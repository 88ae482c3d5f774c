//! API Routes
//!
//! Configures the Axum router with all admin endpoints.

use axum::{
    routing::{delete, get, put},
    Router,
};
use tower_http::{
    cors::{Any, CorsLayer},
    trace::TraceLayer,
};

use super::handlers::{
    clear_handler, clear_metrics_handler, get_content_handler, health_handler, invalidate_handler,
    metrics_handler, set_content_handler, snapshot_handler, stats_handler, update_config_handler,
    AppState,
};

/// Creates the main router with all endpoints configured.
///
/// # Endpoints
/// - `PUT /content` - Cache JSON content under a key
/// - `GET /content/:key` - Read cached content
/// - `DELETE /cache` - Clear every entry and reset counters
/// - `DELETE /cache/:key` - Clear one entry
/// - `GET /stats` - Cache statistics
/// - `GET /metrics` - Windowed average of performance samples
/// - `DELETE /metrics` - Drop every recorded sample
/// - `GET /metrics/snapshot` - Recent samples and live configuration
/// - `PUT /config` - Partial configuration update
/// - `GET /health` - Health check endpoint
///
/// # Middleware
/// - CORS: Allows any origin (configurable for production)
/// - Tracing: Logs all requests for debugging
pub fn create_router(state: AppState) -> Router {
    let cors = CorsLayer::new()
        .allow_origin(Any)
        .allow_methods(Any)
        .allow_headers(Any);

    Router::new()
        .route("/content", put(set_content_handler))
        .route("/content/:key", get(get_content_handler))
        .route("/cache", delete(clear_handler))
        .route("/cache/:key", delete(invalidate_handler))
        .route("/stats", get(stats_handler))
        .route("/metrics", get(metrics_handler).delete(clear_metrics_handler))
        .route("/metrics/snapshot", get(snapshot_handler))
        .route("/config", put(update_config_handler))
        .route("/health", get(health_handler))
        .layer(cors)
        .layer(TraceLayer::new_for_http())
        .with_state(state)
}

-- -- --

YOUR ASSIGNMENT. Search the entries above for the word "every" and copy each line where it appears.

SOLUTION TO THIS PROBLEM.
/// - `DELETE /cache` - Clear every entry and reset counters
/// - `DELETE /metrics` - Drop every recorded sample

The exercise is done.